I had been having good conversations and had learned interesting things, but I wasn’t shooting good pictures and I hadn’t found the characters to put at the center of my narrative. I needed agave farmers.
Clayton Szczech, industry expert and owner of La Cata bar, suggested that I might just bump into one at another bar: La Capilla. “It’s a small town,” he said.
As I pushed my way through a crowd towards the bartenders, Clayton’s prediction seemed entirely reasonable. The place was a dive, but with bright, local vibes. Old friends and new lovers out on a Friday night, drinking shots straight from the bottle. A single guitar player belted from the corner and the room swayed to the tune.

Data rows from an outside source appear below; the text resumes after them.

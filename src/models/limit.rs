//! Row-cap type for list queries.

use serde::{Deserialize, Serialize};

/// Default number of rows returned by list queries.
const DEFAULT_LIMIT: i64 = 10;

/// Maximum number of rows a list query returns.
///
/// Every construction path clamps to at least 1, deserialization included,
/// so route-layer input cannot request `LIMIT 0` or a negative cap. Always
/// bound as the final positional parameter of the statement, never
/// interpolated into the SQL text.
#[derive(Debug, Clone, Copy, PartialEq, Eq, Serialize, Deserialize)]
#[serde(from = "i64", into = "i64")]
pub struct Limit(i64);

impl Limit {
    /// Create a limit, clamped to a minimum of 1.
    pub fn new(n: i64) -> Self {
        Self(n.max(1))
    }

    /// The value to bind for `LIMIT $n`.
    pub fn get(self) -> i64 {
        self.0
    }
}

impl Default for Limit {
    fn default() -> Self {
        Self(DEFAULT_LIMIT)
    }
}

impl From<i64> for Limit {
    fn from(n: i64) -> Self {
        Self::new(n)
    }
}

impl From<Limit> for i64 {
    fn from(limit: Limit) -> i64 {
        limit.0
    }
}

/// Route layers pass an optional limit; absent means the default of 10.
impl From<Option<i64>> for Limit {
    fn from(n: Option<i64>) -> Self {
        match n {
            Some(n) => Self::new(n),
            None => Self::default(),
        }
    }
}
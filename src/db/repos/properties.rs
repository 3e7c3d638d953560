//! Property search and creation.
//!
//! Search is the one query in the layer whose shape depends on input. The
//! criteria map one-to-one onto predicates handed to
//! [`SelectBuilder`](crate::db::sql::SelectBuilder); the builder owns clause
//! keywords and placeholder numbering, so no combination of filters can
//! render malformed SQL.

use serde::Serialize;
use sqlx::{FromRow, PgPool};

use crate::db::sql::{SelectBuilder, SqlValue};
use crate::error::DbResult;
use crate::models::{Limit, NewProperty, PropertySearch};

/// A property listing as stored.
#[derive(Debug, Clone, Serialize, FromRow)]
pub struct Property {
    pub id: i32,
    pub owner_id: i32,
    pub title: String,
    pub description: String,
    pub thumbnail_photo_url: String,
    pub cover_photo_url: String,
    pub cost_per_night: i32,
    pub parking_spaces: i32,
    pub number_of_bathrooms: i32,
    pub number_of_bedrooms: i32,
    pub country: String,
    pub street: String,
    pub city: String,
    pub province: String,
    pub post_code: String,
}

/// A search result: one property with its average review rating.
#[derive(Debug, Clone, Serialize, FromRow)]
pub struct PropertyWithRating {
    pub id: i32,
    pub owner_id: i32,
    pub title: String,
    pub description: String,
    pub thumbnail_photo_url: String,
    pub cover_photo_url: String,
    pub cost_per_night: i32,
    pub parking_spaces: i32,
    pub number_of_bathrooms: i32,
    pub number_of_bedrooms: i32,
    pub country: String,
    pub street: String,
    pub city: String,
    pub province: String,
    pub post_code: String,
    pub average_rating: f64,
}

// Properties with no reviews are absent from search results; the inner
// join is the membership rule, not an accident of the aggregate.
const SEARCH_BASE_SQL: &str = r#"SELECT
    properties.id,
    properties.owner_id,
    properties.title,
    properties.description,
    properties.thumbnail_photo_url,
    properties.cover_photo_url,
    properties.cost_per_night,
    properties.parking_spaces,
    properties.number_of_bathrooms,
    properties.number_of_bedrooms,
    properties.country,
    properties.street,
    properties.city,
    properties.province,
    properties.post_code,
    AVG(property_reviews.rating)::float8 AS average_rating
FROM properties
JOIN property_reviews ON property_reviews.property_id = properties.id"#;

/// Render a search statement and its bind list from the given criteria.
///
/// Row-level criteria become `WHERE` predicates; the rating floor compares
/// against the per-property average, which only exists after grouping, so
/// it becomes a `HAVING` predicate.
fn build_search(search: &PropertySearch, limit: Limit) -> (String, Vec<SqlValue>) {
    let mut query = SelectBuilder::new(SEARCH_BASE_SQL);

    if let Some(city) = &search.city {
        query.filter("properties.city LIKE $?", format!("%{}%", city));
    }
    if let Some(owner_id) = search.owner_id {
        query.filter("properties.owner_id = $?", owner_id);
    }
    if let Some(minimum) = search.minimum_price_per_night {
        query.filter("properties.cost_per_night >= $?", minimum);
    }
    if let Some(maximum) = search.maximum_price_per_night {
        query.filter("properties.cost_per_night <= $?", maximum);
    }
    if let Some(minimum_rating) = search.minimum_rating {
        query.having("AVG(property_reviews.rating) >= $?", minimum_rating);
    }

    // Id breaks cost ties so identical searches return identical order.
    query
        .group_by("properties.id")
        .order_by("properties.cost_per_night, properties.id");
    query.build(limit.get())
}

/// Property repository.
pub struct PropertyRepo<'a> {
    pool: &'a PgPool,
}

impl<'a> PropertyRepo<'a> {
    pub fn new(pool: &'a PgPool) -> Self {
        Self { pool }
    }

    /// Search property listings, cheapest first (ties order by id).
    ///
    /// Absent criteria contribute nothing to the statement; an empty
    /// [`PropertySearch`] lists everything up to `limit`.
    ///
    /// # Example
    ///
    /// ```no_run
    /// # use hearthstay_db::{Limit, PropertyRepo, PropertySearch};
    /// # async fn run(pool: &sqlx::PgPool) -> hearthstay_db::DbResult<()> {
    /// let criteria = PropertySearch {
    ///     city: Some("Vancouver".to_owned()),
    ///     minimum_rating: Some(4.0),
    ///     ..PropertySearch::default()
    /// };
    /// let results = PropertyRepo::new(pool).search(&criteria, Limit::new(20)).await?;
    /// # Ok(())
    /// # }
    /// ```
    pub async fn search(
        &self,
        search: &PropertySearch,
        limit: Limit,
    ) -> DbResult<Vec<PropertyWithRating>> {
        let (sql, binds) = build_search(search, limit);
        if search.is_empty() {
            tracing::debug!(limit = limit.get(), "listing properties without filters");
        } else {
            tracing::debug!(filters = ?search, statement = %sql, "searching properties");
        }

        let mut query = sqlx::query_as::<_, PropertyWithRating>(&sql);
        for value in binds {
            query = match value {
                SqlValue::Int(v) => query.bind(v),
                SqlValue::BigInt(v) => query.bind(v),
                SqlValue::Float(v) => query.bind(v),
                SqlValue::Text(v) => query.bind(v),
            };
        }

        let properties = query.fetch_all(self.pool).await?;
        Ok(properties)
    }

    /// Insert a property listing and return the stored row.
    pub async fn create(&self, property: &NewProperty) -> DbResult<Property> {
        let created: Property = sqlx::query_as(
            r#"
INSERT INTO properties (
    owner_id, title, description, thumbnail_photo_url, cover_photo_url,
    cost_per_night, parking_spaces, number_of_bathrooms, number_of_bedrooms,
    country, street, city, province, post_code
)
VALUES ($1, $2, $3, $4, $5, $6, $7, $8, $9, $10, $11, $12, $13, $14)
RETURNING
    id, owner_id, title, description, thumbnail_photo_url, cover_photo_url,
    cost_per_night, parking_spaces, number_of_bathrooms, number_of_bedrooms,
    country, street, city, province, post_code
"#,
        )
        .bind(property.owner_id)
        .bind(&property.title)
        .bind(&property.description)
        .bind(&property.thumbnail_photo_url)
        .bind(&property.cover_photo_url)
        .bind(property.cost_per_night)
        .bind(property.parking_spaces)
        .bind(property.number_of_bathrooms)
        .bind(property.number_of_bedrooms)
        .bind(&property.country)
        .bind(&property.street)
        .bind(&property.city)
        .bind(&property.province)
        .bind(&property.post_code)
        .fetch_one(self.pool)
        .await?;

        Ok(created)
    }
}
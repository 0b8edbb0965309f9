//! The two ways an operation on a [`Holdall`](crate::Holdall) can fail.
//!
//! - [`CastError`]: the requested type does not match the held value, or the
//!   requested kind of access is not available for it. Only returned by the
//!   `cast_*` family; the `downcast_*` family reports the same situations as
//!   `None`.
//! - [`CopyUnsupported`]: a copy was attempted of a value stored with a
//!   handler that cannot clone it.
//!
//! After either error the container is unchanged.

use derive_more::{Display, Error};

/// Error returned when a [`Holdall`](crate::Holdall) can not be accessed as
/// the requested type.
///
/// # Examples
///
/// ```
/// use holdall::{CastError, Holdall};
///
/// let holdall: Holdall = Holdall::from_value(3u8);
/// assert_eq!(
///     holdall.cast_ref::<u16>(),
///     Err(CastError::Mismatch {
///         expected: "u16",
///         found: "u8",
///     })
/// );
/// ```
#[derive(Copy, Clone, PartialEq, Eq, Hash, Debug, Display, Error)]
pub enum CastError {
    /// The container holds no value.
    #[display("cannot cast an empty holdall to `{expected}`")]
    Empty {
        /// Name of the requested type
        expected: &'static str,
    },
    /// The container holds a value of another type.
    #[display("cannot cast a holdall holding `{found}` to `{expected}`")]
    Mismatch {
        /// Name of the requested type
        expected: &'static str,
        /// Name of the held type
        found: &'static str,
    },
    /// The held value is pinned, so it can not be moved out or borrowed as
    /// `&mut`.
    #[display("the `{found}` held by this holdall is pinned and can only be accessed through `Pin`")]
    Pinned {
        /// Name of the held type
        found: &'static str,
    },
    /// Pinned access was requested for a value that was not stored pinned.
    #[display("the `{found}` held by this holdall was not stored pinned")]
    NotPinned {
        /// Name of the held type
        found: &'static str,
    },
}

impl CastError {
    /// Returns the name of the held type, or `None` if the container was
    /// empty.
    #[must_use]
    pub fn found(&self) -> Option<&'static str> {
        match *self {
            CastError::Empty { .. } => None,
            CastError::Mismatch { found, .. }
            | CastError::Pinned { found }
            | CastError::NotPinned { found } => Some(found),
        }
    }
}

/// Error returned when copying a [`Holdall`](crate::Holdall) whose value can
/// not be cloned.
///
/// # Examples
///
/// ```
/// use holdall::Holdall;
///
/// struct Handle(u32);
///
/// let holdall: Holdall = Holdall::from_uncloneable(Handle(1));
/// let error = holdall.try_clone().unwrap_err();
/// assert!(error.type_name().ends_with("Handle"));
/// ```
#[derive(Copy, Clone, PartialEq, Eq, Hash, Debug, Display, Error)]
#[display("values of type `{type_name}` can not be copied")]
pub struct CopyUnsupported {
    /// Name of the held type
    type_name: &'static str,
}

impl CopyUnsupported {
    /// Creates a new [`CopyUnsupported`] for the named type.
    pub(crate) fn new(type_name: &'static str) -> Self {
        Self { type_name }
    }

    /// Returns the name of the type that could not be copied.
    #[must_use]
    pub fn type_name(&self) -> &'static str {
        self.type_name
    }
}
//! Optional `tracing` events.
//!
//! With the `tracing` feature enabled, [`trace_event!`] and [`debug_event!`]
//! forward to [`tracing::trace!`] and [`tracing::debug!`]. Without it they
//! expand to nothing, and their arguments are not evaluated.
//!
//! [`tracing::trace!`]: https://docs.rs/tracing/latest/tracing/macro.trace.html
//! [`tracing::debug!`]: https://docs.rs/tracing/latest/tracing/macro.debug.html

/// Emits a trace-level event when the `tracing` feature is enabled.
macro_rules! trace_event {
    ($($arg:tt)*) => {
        #[cfg(feature = "tracing")]
        {
            ::tracing::trace!(target: "holdall", $($arg)*);
        }
    };
}

/// Emits a debug-level event when the `tracing` feature is enabled.
macro_rules! debug_event {
    ($($arg:tt)*) => {
        #[cfg(feature = "tracing")]
        {
            ::tracing::debug!(target: "holdall", $($arg)*);
        }
    };
}

pub(crate) use {debug_event, trace_event};
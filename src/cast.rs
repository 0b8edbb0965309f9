//! The [`any_cast`] free function.
//!
//! [`any_cast`] forwards to the casting methods of [`Holdall`], picking the
//! method from the kind of access it is handed:
//!
//! | source                    | forwards to               | output                      |
//! |---------------------------|---------------------------|-----------------------------|
//! | `&Holdall<T>`             | [`Holdall::cast_ref`]     | `Result<&V, CastError>`     |
//! | `&mut Holdall<T>`         | [`Holdall::cast_mut`]     | `Result<&mut V, CastError>` |
//! | `Holdall<T>`              | [`Holdall::take`]         | `Result<V, CastError>`      |
//! | `Option<&Holdall<T>>`     | [`Holdall::downcast_ref`] | `Option<&V>`                |
//! | `Option<&mut Holdall<T>>` | [`Holdall::downcast_mut`] | `Option<&mut V>`            |
//!
//! The reference and by-value forms report failures as a [`CastError`]. The
//! `Option` forms never fail, and give `None` both for a missing container
//! and for a mismatched one.

use crate::{Holdall, error::CastError};

mod sealed_cast_source {
    use crate::Holdall;

    pub trait Sealed {}

    impl<T> Sealed for &Holdall<T> {}
    impl<T> Sealed for &mut Holdall<T> {}
    impl<T> Sealed for Holdall<T> {}
    impl<T> Sealed for Option<&Holdall<T>> {}
    impl<T> Sealed for Option<&mut Holdall<T>> {}
}

/// Something a value of type `V` can be cast out of with [`any_cast`].
///
/// This trait is sealed, and implemented for shared and mutable references to
/// a [`Holdall`], for an owned [`Holdall`], and for optional references.
pub trait CastSource<V: 'static>: sealed_cast_source::Sealed {
    /// The result of the cast.
    type Output;

    /// Casts the held value to `V`.
    fn any_cast(self) -> Self::Output;
}

impl<'a, V: 'static, T> CastSource<V> for &'a Holdall<T> {
    type Output = Result<&'a V, CastError>;

    fn any_cast(self) -> Self::Output {
        self.cast_ref::<V>()
    }
}

impl<'a, V: 'static, T> CastSource<V> for &'a mut Holdall<T> {
    type Output = Result<&'a mut V, CastError>;

    fn any_cast(self) -> Self::Output {
        self.cast_mut::<V>()
    }
}

impl<V: 'static, T> CastSource<V> for Holdall<T> {
    type Output = Result<V, CastError>;

    fn any_cast(mut self) -> Self::Output {
        self.take::<V>()
    }
}

impl<'a, V: 'static, T> CastSource<V> for Option<&'a Holdall<T>> {
    type Output = Option<&'a V>;

    fn any_cast(self) -> Self::Output {
        self?.downcast_ref::<V>()
    }
}

impl<'a, V: 'static, T> CastSource<V> for Option<&'a mut Holdall<T>> {
    type Output = Option<&'a mut V>;

    fn any_cast(self) -> Self::Output {
        self?.downcast_mut::<V>()
    }
}

/// Casts the value held by `source` to `V`.
///
/// Shared and mutable references fail with a [`CastError`], an owned
/// container gives up its value, and optional references give `None` instead
/// of an error. See [`CastSource`] for the implementations.
///
/// # Examples
///
/// ```
/// use holdall::{CastError, Holdall, any_cast};
///
/// let mut holdall: Holdall = Holdall::from_value(String::from("hello"));
///
/// // References fail with a `CastError`
/// assert_eq!(any_cast::<String, _>(&holdall).unwrap(), "hello");
/// assert!(matches!(
///     any_cast::<u32, _>(&holdall),
///     Err(CastError::Mismatch { .. })
/// ));
/// any_cast::<String, _>(&mut holdall).unwrap().push_str(", world");
///
/// // Optional references give `None`
/// assert_eq!(any_cast::<u32, _>(Some(&holdall)), None);
/// assert_eq!(any_cast::<String, _>(None::<&Holdall>), None);
///
/// // An owned container gives up its value
/// let text = any_cast::<String, _>(holdall).unwrap();
/// assert_eq!(text, "hello, world");
/// ```
pub fn any_cast<V, S>(source: S) -> S::Output
where
    V: 'static,
    S: CastSource<V>,
{
    source.any_cast()
}

#[cfg(test)]
mod tests {
    use alloc::{string::String, vec, vec::Vec};

    use super::*;

    #[test]
    fn test_reference_forms() {
        let mut holdall: Holdall = Holdall::from_value(vec![1u8, 2]);
        assert_eq!(any_cast::<Vec<u8>, _>(&holdall), Ok(&vec![1, 2]));

        any_cast::<Vec<u8>, _>(&mut holdall).unwrap().push(3);
        assert_eq!(holdall.downcast_ref::<Vec<u8>>().unwrap(), &[1, 2, 3]);

        assert_eq!(
            any_cast::<String, _>(&mut holdall).err().and_then(|e| e.found()),
            Some(core::any::type_name::<Vec<u8>>())
        );
    }

    #[test]
    fn test_option_forms() {
        let mut holdall: Holdall = Holdall::from_value(4i16);
        assert_eq!(any_cast::<i16, _>(Some(&holdall)), Some(&4));
        assert_eq!(any_cast::<i32, _>(Some(&holdall)), None);

        if let Some(value) = any_cast::<i16, _>(Some(&mut holdall)) {
            *value += 1;
        }
        assert_eq!(holdall.downcast_ref::<i16>(), Some(&5));
        assert_eq!(any_cast::<i16, _>(None::<&mut Holdall>), None);
    }

    #[test]
    fn test_by_value_form() {
        let holdall: Holdall = Holdall::new();
        assert_eq!(
            any_cast::<u8, _>(holdall),
            Err(CastError::Empty { expected: "u8" })
        );

        let holdall: Holdall = Holdall::from_pinned(1u8);
        assert_eq!(
            any_cast::<u8, _>(holdall),
            Err(CastError::Pinned { found: "u8" })
        );

        let holdall: Holdall = Holdall::from_value(String::from("owned"));
        assert_eq!(any_cast::<String, _>(holdall).unwrap(), "owned");
    }

    #[test]
    fn test_pinned_mutable_form() {
        let mut holdall: Holdall = Holdall::from_pinned(1u8);
        assert_eq!(any_cast::<u8, _>(&holdall), Ok(&1));
        assert!(any_cast::<u8, _>(&mut holdall).is_err());
        assert_eq!(any_cast::<u8, _>(Some(&mut holdall)), None);
    }
}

The bartop was littered with spent bottles of Coke, fresh limes, and tequila, and the bartenders hammered out one plastic cup after another of their signature drink: the batanga.
I gestured for one, sat, sipped and started taking pictures. Some consider the bar to be one of the best in the world, stripped down to the simplest possible ingredients of the ultimate neighborhood joint. A few mementoes, a couple of posters, just clean enough.
It took less than five minutes, but a group pushed over and introduced themselves. Luis Angel, Andrea, and Maricio, a farmer and heir to an agave dynasty.
We drank, we danced, we drank more and we made plans to meet at 10 the next morning: late enough to sleep at least a little. The bartenders handed out rounds of free drinks, the music turned up and a few guy calling themselves hotas—“the hot gays!” they teased—friended me on Facebook and asked when they could see their photos, and a local party girl pulled me off to the next bar.
I had spent the day feeling like the outsider I was and worrying that the story wouldn’t come together, but suddenly I had friends and a plan.
I never saw my three amigos again, but the night—tequila mixed with equal parts welcoming and luck—nudged me back on track.